Published: November 2022

Agatha Christie meets Downton Abbey in the Fiona Figg and Kitty Lane Mystery series opener.

Can Fiona catch a killer and find a decent cup of tea before her mustache wax melts?

1917. New York.

Notorious spy, Fredrick Fredricks, has invited Fiona to Carnegie Hall to hear a famous soprano. It’s an opportunity the War Office can’t turn down. Fiona and Clifford are soon on their way, but not before Fiona is saddled with chaperone duties for Captain Hall’s niece. Is Fiona a spy or a glorified babysitter?

From the minute Fiona meets the soprano aboard the RMS Adriatic it’s treble on the high C’s. Fiona sees something—or someone—thrown overboard, and then she overhears a chemist plotting in German with one of her own countrymen!

And the trouble doesn’t stop when they disembark. Soon Fiona is doing time with a group of suffragettes and investigating America’s most impressive inventor Thomas Edison.

When her number one suspect turns up dead at the opera and Fredrick Fredricks is caught red-handed, it looks like it’s finally curtains for the notorious spy.

But all the evidence points to his innocence. Will Fiona change her tune and clear her nemesis’ name? Or will she do her duty? And just what is she going to do with the pesky Kitty Lane? Not to mention swoon-worthy Archie Somersby…

If Fiona’s going to come out on top, she’s going to have to make the most difficult decision of her life: the choice between her head and her heart.

Using humor to add fiber to your stories.
Why I write funny mysteries.
by Kelly Oliver
Using Humor is Serious Business
When I was in graduate school (a million years ago), a guy invited me over to his place for a dinner date and served Chardonnay and Captain Crunch cereal. To be fair, he was living on a grad student stipend and had to economize, and Captain Crunch did double duty as the entree and the dessert. Had he served Oat Bran or Shredded Wheat, he would have had to spring for dessert…and it just wouldn’t have been as funny….

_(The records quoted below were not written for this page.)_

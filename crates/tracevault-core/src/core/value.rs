// crates/tracevault-core/src/core/value.rs
// ============================================================================
// Module: Tracevault Literal Values
// Description: Engine-neutral SQL literal values for the formatting capability.
// Purpose: Let callers request engine-exact literal text without SQL strings.
// Dependencies: serde
// ============================================================================

//! ## Overview
//! [`LiteralValue`] carries one SQL-typed value across the formatting
//! interface. The store renders it to literal text using the engine's own
//! quoting rules, so formatted output never drifts from what the engine
//! itself would produce.

// ============================================================================
// SECTION: Imports
// ============================================================================

use serde::Deserialize;
use serde::Serialize;

// ============================================================================
// SECTION: Literal Value
// ============================================================================

/// One SQL-typed value to be rendered as an engine-exact literal.
///
/// # Invariants
/// - Variants map one-to-one onto the engine's storage classes.
#[derive(Debug, Clone, PartialEq, Serialize, Deserialize)]
#[serde(rename_all = "lowercase")]
pub enum LiteralValue {
    /// SQL NULL.
    Null,
    /// 64-bit signed integer.
    Integer(i64),
    /// 64-bit floating-point value.
    Real(f64),
    /// UTF-8 text value.
    Text(String),
    /// Raw byte blob.
    Blob(Vec<u8>),
}
// crates/tracevault-store-sqlite/src/stats.rs
// ============================================================================
// Module: Store Operation Counters
// Description: Lightweight counters for writes, trims, migrations, and errors.
// Purpose: Expose store activity for local diagnostics without a metrics layer.
// Dependencies: serde, tracevault-core
// ============================================================================

//! ## Overview
//! The store keeps in-process counters instead of emitting telemetry.
//! Counters accumulate per [`crate::store::Store`] instance and reset with
//! it; snapshots serialize for tooling output. Database failures are
//! classified by primary engine result code into busy, locked, and other
//! buckets.

// ============================================================================
// SECTION: Imports
// ============================================================================

use serde::Deserialize;
use serde::Serialize;
use tracevault_core::StoreError;

// ============================================================================
// SECTION: Constants
// ============================================================================

/// Primary engine result code for busy contention.
const SQLITE_BUSY: i32 = 5;
/// Primary engine result code for table lock contention.
const SQLITE_LOCKED: i32 = 6;

// ============================================================================
// SECTION: Counter Types
// ============================================================================

/// Classified database failure counters.
#[derive(Debug, Clone, Copy, Default, PartialEq, Eq, Serialize, Deserialize)]
pub struct DbErrorCounts {
    /// Failures with the busy result code.
    pub busy: u64,
    /// Failures with the locked result code.
    pub locked: u64,
    /// All other database failures.
    pub other: u64,
}

/// Snapshot of store operation counters.
#[derive(Debug, Clone, Default, PartialEq, Eq, Serialize, Deserialize)]
pub struct OpStatsSnapshot {
    /// Trace entries appended successfully.
    pub entries_written: u64,
    /// Shutdown markers recorded successfully.
    pub shutdowns_written: u64,
    /// Entries removed by trim passes.
    pub entries_trimmed: u64,
    /// Trim passes that removed at least one entry.
    pub trim_passes: u64,
    /// Migration steps committed.
    pub migration_steps: u64,
    /// Classified database failure counters.
    pub db_errors: DbErrorCounts,
}

/// Internal mutable counters before snapshot serialization.
#[derive(Debug, Default)]
pub(crate) struct OpStats {
    /// Trace entries appended successfully.
    entries_written: u64,
    /// Shutdown markers recorded successfully.
    shutdowns_written: u64,
    /// Entries removed by trim passes.
    entries_trimmed: u64,
    /// Trim passes that removed at least one entry.
    trim_passes: u64,
    /// Migration steps committed.
    migration_steps: u64,
    /// Classified database failure counters.
    db_errors: DbErrorCounts,
}

impl OpStats {
    /// Records one successful entry append.
    pub(crate) fn record_entry_written(&mut self) {
        self.entries_written += 1;
    }

    /// Records one successful shutdown marker.
    pub(crate) fn record_shutdown_written(&mut self) {
        self.shutdowns_written += 1;
    }

    /// Records a trim pass that removed `removed` entries.
    pub(crate) fn record_trim(&mut self, removed: u64) {
        if removed > 0 {
            self.trim_passes += 1;
            self.entries_trimmed += removed;
        }
    }

    /// Records one committed migration step.
    pub(crate) fn record_migration_step(&mut self) {
        self.migration_steps += 1;
    }

    /// Classifies and records a failed store operation.
    pub(crate) fn record_failure(&mut self, error: &StoreError) {
        match error {
            StoreError::Transaction {
                code, ..
            } => match primary_code(*code) {
                SQLITE_BUSY => self.db_errors.busy += 1,
                SQLITE_LOCKED => self.db_errors.locked += 1,
                _ => self.db_errors.other += 1,
            },
            StoreError::Migration {
                ..
            } => self.db_errors.other += 1,
            StoreError::Path(_) | StoreError::IncompatibleVersion(_) | StoreError::Corrupt(_) => {}
        }
    }

    /// Returns a serializable copy of the current counters.
    pub(crate) fn snapshot(&self) -> OpStatsSnapshot {
        OpStatsSnapshot {
            entries_written: self.entries_written,
            shutdowns_written: self.shutdowns_written,
            entries_trimmed: self.entries_trimmed,
            trim_passes: self.trim_passes,
            migration_steps: self.migration_steps,
            db_errors: self.db_errors,
        }
    }

    /// Clears all counters.
    pub(crate) fn reset(&mut self) {
        *self = Self::default();
    }
}

// ============================================================================
// SECTION: Classification
// ============================================================================

/// Extracts the primary result code from an extended engine code.
const fn primary_code(code: i32) -> i32 {
    code & 0xff
}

Humor is tricky because sometimes it’s a matter of taste…. And not just when it comes to cereal. Some people get the joke, others don’t. Some people get it but think it’s stupid. And some people are just plain offended. Done well, humor is worth the risk.

What makes a story funny?
Funny words.
I’ve read those words with “K” sounds (Captain Crunch) and hard consonant sounds are funny. Maybe that’s why when I was born, my parents named me Kelly. It’s true that some words are funnier than others. Colonoscopy is funny—unless you’ve ever had one—Endoscopy, not so much. Cucumber, Twinkie, and Okra are funnier than Bread, Butter or Jam.

Oddball lists.
In a list, an oddball can be funny. She was well versed in the philosophies of Plato, Nietzsche and Winnie the Pooh. His favorite desserts are Black Forest Torte, Cherry Gateau Basque, and Pop Tarts. Or the names of my cats, Mischief, Mayhem, and Flan.

Funny Comparisons.
Surprising comparisons, metaphors, and similes can be funny. “With cleavage so deep it could tutor philosophy” (Harlan Coben—I like that one because in my day job, I’m a philosophy professor). She stuck to him like a tick on a rangy deer. She stuck to him like a sequin on a ball gown. He stuck to her like a Velcro on a training bra.

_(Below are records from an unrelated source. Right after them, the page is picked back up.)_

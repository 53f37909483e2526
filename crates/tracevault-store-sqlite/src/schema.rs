// crates/tracevault-store-sqlite/src/schema.rs
// ============================================================================
// Module: Store Schema
// Description: Current schema DDL and version stamp access.
// Purpose: Define the relational layout and the single source of version truth.
// Dependencies: rusqlite, tracevault-core
// ============================================================================

//! ## Overview
//! The stamped version in `schema_meta` is the sole source of truth for
//! compatibility decisions. Schema history:
//!
//! - Version 1: baseline layout with `group_name` stored inline on
//!   `trace_point`.
//! - Version 2: group names interned into `trace_point_group`; `trace_point`
//!   references them by `group_id`.
//! - Version 3 (current): per-entry trace keys in `trace_key` and
//!   `entry_trace_key`.
//!
//! Fresh stores are always created at the current version; older layouts are
//! reached only through the migration registry. A store created fresh and a
//! store upgraded from version 1 have identical schemas.

// ============================================================================
// SECTION: Imports
// ============================================================================

use rusqlite::Connection;
use rusqlite::OptionalExtension;
use rusqlite::params;
use tracevault_core::StoreError;

use crate::transaction::TransactionScope;

// ============================================================================
// SECTION: Version Constants
// ============================================================================

/// Schema version fresh stores are created at and `open` requires.
pub const EXPECTED_SCHEMA_VERSION: i32 = 3;
/// Oldest schema version this build recognizes.
pub const MIN_SCHEMA_VERSION: i32 = 1;
/// Newest schema version this build recognizes.
pub const MAX_KNOWN_SCHEMA_VERSION: i32 = 3;

// ============================================================================
// SECTION: Current Schema DDL
// ============================================================================

/// Statements creating the current schema, excluding the version stamp row.
///
/// `trace_point.group_id` intentionally carries no REFERENCES clause: the
/// engine rejects DROP COLUMN on a column named in a foreign key constraint,
/// and the downgrade to version 1 drops that column. Group linkage is
/// enforced by the write path.
const CURRENT_SCHEMA_SQL: &str = "CREATE TABLE schema_meta (
        version INTEGER NOT NULL
    );
    CREATE TABLE process (
        id INTEGER PRIMARY KEY,
        name TEXT NOT NULL,
        pid INTEGER NOT NULL,
        start_time INTEGER NOT NULL,
        end_time INTEGER,
        UNIQUE (pid, start_time)
    );
    CREATE TABLE traced_thread (
        id INTEGER PRIMARY KEY,
        process_id INTEGER NOT NULL REFERENCES process(id),
        tid INTEGER NOT NULL,
        UNIQUE (process_id, tid)
    );
    CREATE TABLE path_name (
        id INTEGER PRIMARY KEY,
        name TEXT NOT NULL UNIQUE
    );
    CREATE TABLE function_name (
        id INTEGER PRIMARY KEY,
        name TEXT NOT NULL UNIQUE
    );
    CREATE TABLE trace_point_group (
        id INTEGER PRIMARY KEY,
        name TEXT NOT NULL UNIQUE
    );
    CREATE TABLE trace_point (
        id INTEGER PRIMARY KEY,
        type INTEGER NOT NULL,
        path_id INTEGER NOT NULL REFERENCES path_name(id),
        line INTEGER NOT NULL,
        function_id INTEGER NOT NULL REFERENCES function_name(id),
        group_id INTEGER
    );
    CREATE TABLE trace_entry (
        id INTEGER PRIMARY KEY AUTOINCREMENT,
        traced_thread_id INTEGER NOT NULL REFERENCES traced_thread(id),
        timestamp INTEGER NOT NULL,
        trace_point_id INTEGER NOT NULL REFERENCES trace_point(id),
        message TEXT NOT NULL,
        stack_position INTEGER NOT NULL
    );
    CREATE TABLE variable (
        trace_entry_id INTEGER NOT NULL REFERENCES trace_entry(id),
        position INTEGER NOT NULL,
        name TEXT NOT NULL,
        type INTEGER NOT NULL,
        value TEXT NOT NULL,
        PRIMARY KEY (trace_entry_id, position)
    );
    CREATE TABLE stackframe (
        trace_entry_id INTEGER NOT NULL REFERENCES trace_entry(id),
        depth INTEGER NOT NULL,
        module_name TEXT NOT NULL,
        function_name TEXT NOT NULL,
        function_offset INTEGER NOT NULL,
        source_file TEXT NOT NULL,
        line INTEGER NOT NULL,
        PRIMARY KEY (trace_entry_id, depth)
    );
    CREATE TABLE trace_key (
        id INTEGER PRIMARY KEY,
        name TEXT NOT NULL UNIQUE
    );
    CREATE TABLE entry_trace_key (
        trace_entry_id INTEGER NOT NULL REFERENCES trace_entry(id),
        trace_key_id INTEGER NOT NULL REFERENCES trace_key(id),
        position INTEGER NOT NULL,
        enabled INTEGER NOT NULL,
        PRIMARY KEY (trace_entry_id, position)
    );";

// ============================================================================
// SECTION: Schema Creation
// ============================================================================

/// Creates the current schema and stamps the expected version.
///
/// # Errors
///
/// Returns [`StoreError::Transaction`] when any statement fails.
pub(crate) fn create_current_schema(scope: &TransactionScope<'_>) -> Result<(), StoreError> {
    scope.execute_batch(CURRENT_SCHEMA_SQL)?;
    scope.execute(
        "INSERT INTO schema_meta (version) VALUES (?1)",
        params![i64::from(EXPECTED_SCHEMA_VERSION)],
    )?;
    Ok(())
}

// ============================================================================
// SECTION: Version Stamp Access
// ============================================================================

/// Reads the raw version stamp, `None` when the store carries none.
///
/// A missing `schema_meta` table and an empty stamp table both read as
/// `None`; the caller decides whether that means a fresh file or an
/// unrecognized one.
pub(crate) fn read_stamp(connection: &Connection) -> Result<Option<i64>, rusqlite::Error> {
    let has_table: Option<i64> = connection
        .query_row(
            "SELECT 1 FROM sqlite_master WHERE type = 'table' AND name = 'schema_meta'",
            params![],
            |row| row.get(0),
        )
        .optional()?;
    if has_table.is_none() {
        return Ok(None);
    }
    connection
        .query_row("SELECT version FROM schema_meta LIMIT 1", params![], |row| row.get(0))
        .optional()
}

/// Converts a raw stamp into a version number.
///
/// # Errors
///
/// Returns [`StoreError::Corrupt`] when the stamp does not fit a version.
pub(crate) fn stamp_to_version(stamp: i64) -> Result<i32, StoreError> {
    i32::try_from(stamp)
        .map_err(|_| StoreError::Corrupt(format!("schema version stamp out of range: {stamp}")))
}

/// Rewrites the version stamp inside an open transaction scope.
///
/// # Errors
///
/// Returns [`StoreError::Transaction`] when the stamp cannot be written.
pub(crate) fn stamp_version(scope: &TransactionScope<'_>, version: i32) -> Result<(), StoreError> {
    let updated =
        scope.execute("UPDATE schema_meta SET version = ?1", params![i64::from(version)])?;
    if updated == 0 {
        scope.execute(
            "INSERT INTO schema_meta (version) VALUES (?1)",
            params![i64::from(version)],
        )?;
    }
    Ok(())
}

/// Counts user tables in the store file.
pub(crate) fn table_count(connection: &Connection) -> Result<i64, rusqlite::Error> {
    connection.query_row(
        "SELECT COUNT(*) FROM sqlite_master WHERE type = 'table'",
        params![],
        |row| row.get(0),
    )
}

In the Fiona Figg Mysteries, I use humor not only to create a cozy atmosphere and memorable character, but also to help digest the tragedy of the Great War.

In my latest contemporary suspense Jessica James Mystery, COBRA, Jessica forms an unlikely alliance to catch a killer and art thief. The chemistry between the odd couple, former philosophy grad student Jessica James and Federal Marshal Lexington Colt, yields character development and humor.

Are there any issues that are off-limits to comedy?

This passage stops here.